DATA FOR THE TASK:
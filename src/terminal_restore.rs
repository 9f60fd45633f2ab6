use crossterm::{
    cursor::{Hide, Show},
    execute,
    terminal::{disable_raw_mode, enable_raw_mode, EnterAlternateScreen, LeaveAlternateScreen},
};
use std::{
    cell::Cell,
    io::{self, Write},
    panic,
    sync::{
        atomic::{AtomicBool, Ordering},
        OnceLock,
    },
};

use crate::DashboardError;

static RAW_MODE_ENABLED: AtomicBool = AtomicBool::new(false);
static ALT_SCREEN_ENABLED: AtomicBool = AtomicBool::new(false);
static CURSOR_HIDDEN: AtomicBool = AtomicBool::new(false);
static PANIC_HOOK_INSTALLED: OnceLock<()> = OnceLock::new();

thread_local! {
    static QUIET_PANICS: Cell<bool> = const { Cell::new(false) };
}

/// RAII guard to restore terminal state on drop (and on panic via a shared hook).
pub struct TerminalRestoreGuard;

impl TerminalRestoreGuard {
    pub fn new() -> Self {
        install_terminal_panic_hook();
        TerminalRestoreGuard
    }

    pub fn enable_raw_mode(&self) -> io::Result<()> {
        enable_raw_mode()?;
        RAW_MODE_ENABLED.store(true, Ordering::SeqCst);
        Ok(())
    }

    pub fn enter_alt_screen(&self, stdout: &mut impl Write) -> io::Result<()> {
        execute!(stdout, EnterAlternateScreen)?;
        ALT_SCREEN_ENABLED.store(true, Ordering::SeqCst);
        Ok(())
    }

    pub fn hide_cursor(&self, stdout: &mut impl Write) -> io::Result<()> {
        execute!(stdout, Hide)?;
        CURSOR_HIDDEN.store(true, Ordering::SeqCst);
        Ok(())
    }

    pub fn restore(&self) -> Result<(), DashboardError> {
        restore_terminal()
    }
}

impl Default for TerminalRestoreGuard {
    fn default() -> Self {
        Self::new()
    }
}

impl Drop for TerminalRestoreGuard {
    fn drop(&mut self) {
        report_teardown(restore_terminal());
    }
}

/// Undo whatever terminal modes were switched on. Safe to call any number
/// of times; steps already undone are skipped.
pub fn restore_terminal() -> Result<(), DashboardError> {
    let mut failures = Vec::new();
    if RAW_MODE_ENABLED.swap(false, Ordering::SeqCst) {
        if let Err(err) = disable_raw_mode() {
            failures.push(format!("raw mode: {err}"));
        }
    }
    let mut stdout = io::stdout();
    if ALT_SCREEN_ENABLED.swap(false, Ordering::SeqCst) {
        if let Err(err) = execute!(stdout, LeaveAlternateScreen) {
            failures.push(format!("alternate screen: {err}"));
        }
    }
    if CURSOR_HIDDEN.swap(false, Ordering::SeqCst) {
        if let Err(err) = execute!(stdout, Show) {
            failures.push(format!("cursor: {err}"));
        }
    }
    let _ = stdout.flush();

    if failures.is_empty() {
        Ok(())
    } else {
        Err(DashboardError::TeardownFailure(failures.join("; ")))
    }
}

/// The terminal may be unusable at this point, so stderr is the last resort.
pub fn report_teardown(result: Result<(), DashboardError>) {
    if let Err(err) = result {
        crate::log_debug(&format!("{err}"));
        eprintln!("taskboard: {err}");
    }
}

/// Run `action` with the panic hook muted on this thread: panics are still
/// written to the crash log, but the terminal is left alone. For code that
/// catches its own panics.
pub fn quiet_panics<R>(action: impl FnOnce() -> R) -> R {
    let previous = QUIET_PANICS.with(|flag| flag.replace(true));
    let result = action();
    QUIET_PANICS.with(|flag| flag.set(previous));
    result
}

pub fn install_terminal_panic_hook() {
    PANIC_HOOK_INSTALLED.get_or_init(|| {
        let previous = panic::take_hook();
        panic::set_hook(Box::new(move |info| {
            if QUIET_PANICS.with(Cell::get) {
                crate::log_panic(info);
                return;
            }
            report_teardown(restore_terminal());
            crate::log_panic(info);
            let location = info
                .location()
                .map(|loc| format!("{}:{}", loc.file(), loc.line()))
                .unwrap_or_else(|| "unknown".to_string());
            crate::log_debug(&format!("panic at {location}"));
            crate::log_debug_content(&format!("panic: {info}"));
            previous(info);
        }));
    });
}
use std::io;
use thiserror::Error;

/// Failures surfaced by the dashboard core.
///
/// Only `InvalidConfiguration` is meant to stop a session. Operation and
/// render failures are turned into data or skipped frames by their callers.
#[derive(Debug, Error)]
pub enum DashboardError {
    #[error("invalid configuration: {0}")]
    InvalidConfiguration(String),

    #[error("operation failed for {label}: {message}")]
    OperationFailure { label: String, message: String },

    #[error("render failed: {0}")]
    RenderFailure(String),

    #[error("terminal restore failed: {0}")]
    TeardownFailure(String),

    #[error(transparent)]
    Io(#[from] io::Error),
}

impl DashboardError {
    pub fn invalid(message: impl Into<String>) -> Self {
        Self::InvalidConfiguration(message.into())
    }
}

WHAT THE EXERCISE ASKS: Could you transcribe the whole listing exactly?

RESULT FOR THIS EXERCISE:
filename src/terminal_restore.rs
repository 9f60fd45633f2ab6
use crossterm::{
    cursor::{Hide, Show},
    execute,
    terminal::{disable_raw_mode, enable_raw_mode, EnterAlternateScreen, LeaveAlternateScreen},
};
use std::{
    cell::Cell,
    io::{self, Write},
    panic,
    sync::{
        atomic::{AtomicBool, Ordering},
        OnceLock,
    },
};

use crate::DashboardError;

static RAW_MODE_ENABLED: AtomicBool = AtomicBool::new(false);
static ALT_SCREEN_ENABLED: AtomicBool = AtomicBool::new(false);
static CURSOR_HIDDEN: AtomicBool = AtomicBool::new(false);
static PANIC_HOOK_INSTALLED: OnceLock<()> = OnceLock::new();

thread_local! {
    static QUIET_PANICS: Cell<bool> = const { Cell::new(false) };
}

/// RAII guard to restore terminal state on drop (and on panic via a shared hook).
pub struct TerminalRestoreGuard;

impl TerminalRestoreGuard {
    pub fn new() -> Self {
        install_terminal_panic_hook();
        TerminalRestoreGuard
    }

    pub fn enable_raw_mode(&self) -> io::Result<()> {
        enable_raw_mode()?;
        RAW_MODE_ENABLED.store(true, Ordering::SeqCst);
        Ok(())
    }

    pub fn enter_alt_screen(&self, stdout: &mut impl Write) -> io::Result<()> {
        execute!(stdout, EnterAlternateScreen)?;
        ALT_SCREEN_ENABLED.store(true, Ordering::SeqCst);
        Ok(())
    }

    pub fn hide_cursor(&self, stdout: &mut impl Write) -> io::Result<()> {
        execute!(stdout, Hide)?;
        CURSOR_HIDDEN.store(true, Ordering::SeqCst);
        Ok(())
    }

    pub fn restore(&self) -> Result<(), DashboardError> {
        restore_terminal()
    }
}

impl Default for TerminalRestoreGuard {
    fn default() -> Self {
        Self::new()
    }
}

impl Drop for TerminalRestoreGuard {
    fn drop(&mut self) {
        report_teardown(restore_terminal());
    }
}

/// Undo whatever terminal modes were switched on. Safe to call any number
/// of times; steps already undone are skipped.
pub fn restore_terminal() -> Result<(), DashboardError> {
    let mut failures = Vec::new();
    if RAW_MODE_ENABLED.swap(false, Ordering::SeqCst) {
        if let Err(err) = disable_raw_mode() {
            failures.push(format!("raw mode: {err}"));
        }
    }
    let mut stdout = io::stdout();
    if ALT_SCREEN_ENABLED.swap(false, Ordering::SeqCst) {
        if let Err(err) = execute!(stdout, LeaveAlternateScreen) {
            failures.push(format!("alternate screen: {err}"));
        }
    }
    if CURSOR_HIDDEN.swap(false, Ordering::SeqCst) {
        if let Err(err) = execute!(stdout, Show) {
            failures.push(format!("cursor: {err}"));
        }
    }
    let _ = stdout.flush();

    if failures.is_empty() {
        Ok(())
    } else {
        Err(DashboardError::TeardownFailure(failures.join("; ")))
    }
}

/// The terminal may be unusable at this point, so stderr is the last resort.
pub fn report_teardown(result: Result<(), DashboardError>) {
    if let Err(err) = result {
        crate::log_debug(&format!("{err}"));
        eprintln!("taskboard: {err}");
    }
}

/// Run `action` with the panic hook muted on this thread: panics are still
/// written to the crash log, but the terminal is left alone. For code that
/// catches its own panics.
pub fn quiet_panics<R>(action: impl FnOnce() -> R) -> R {
    let previous = QUIET_PANICS.with(|flag| flag.replace(true));
    let result = action();
    QUIET_PANICS.with(|flag| flag.set(previous));
    result
}

pub fn install_terminal_panic_hook() {
    PANIC_HOOK_INSTALLED.get_or_init(|| {
        let previous = panic::take_hook();
        panic::set_hook(Box::new(move |info| {
            if QUIET_PANICS.with(Cell::get) {
                crate::log_panic(info);
                return;
            }
            report_teardown(restore_terminal());
            crate::log_panic(info);
            let location = info
                .location()
                .map(|loc| format!("{}:{}", loc.file(), loc.line()))
                .unwrap_or_else(|| "unknown".to_string());
            crate::log_debug(&format!("panic at {location}"));
            crate::log_debug_content(&format!("panic: {info}"));
            previous(info);
        }));
    });
}
use std::io;
use thiserror::Error;

/// Failures surfaced by the dashboard core.
///
/// Only `InvalidConfiguration` is meant to stop a session. Operation and
/// render failures are turned into data or skipped frames by their callers.
#[derive(Debug, Error)]
pub enum DashboardError {
    #[error("invalid configuration: {0}")]
    InvalidConfiguration(String),

    #[error("operation failed for {label}: {message}")]
    OperationFailure { label: String, message: String },

    #[error("render failed: {0}")]
    RenderFailure(String),

    #[error("terminal restore failed: {0}")]
    TeardownFailure(String),

    #[error(transparent)]
    Io(#[from] io::Error),
}

impl DashboardError {
    pub fn invalid(message: impl Into<String>) -> Self {
        Self::InvalidConfiguration(message.into())
    }
}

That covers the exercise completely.